▸ **ASSIGNED TASK**
May I have, exactly as written, the line containing "viewport: egui::ViewportBuilder::default()" and every line after it through the end of the listing below, and nothing else?

##### PROVIDED MATERIAL #####

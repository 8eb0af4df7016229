#![warn(clippy::all, rust_2018_idioms)]
#![cfg_attr(not(debug_assertions), windows_subsystem = "windows")] // hide console window on Windows in release

use procsight::{MonitorConfig, ProcessManagerApp};

fn main() -> eframe::Result {
    env_logger::Builder::from_env(env_logger::Env::default().default_filter_or("procsight=info"))
        .init(); // Log to stderr (if you run with `RUST_LOG=debug`).

    let config = MonitorConfig::load_or_default(&MonitorConfig::config_path());

    let native_options = eframe::NativeOptions {
        viewport: egui::ViewportBuilder::default()
            .with_inner_size([900.0, 700.0])
            .with_min_inner_size([640.0, 420.0]),
        ..Default::default()
    };
    eframe::run_native(
        "Process Manager",
        native_options,
        Box::new(|cc| Ok(Box::new(ProcessManagerApp::new(cc, config)))),
    )
}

#####

▸ **ANSWER BELOW**
        viewport: egui::ViewportBuilder::default()
            .with_inner_size([900.0, 700.0])
            .with_min_inner_size([640.0, 420.0]),
        ..Default::default()
    };
    eframe::run_native(
        "Process Manager",
        native_options,
        Box::new(|cc| Ok(Box::new(ProcessManagerApp::new(cc, config)))),
    )
}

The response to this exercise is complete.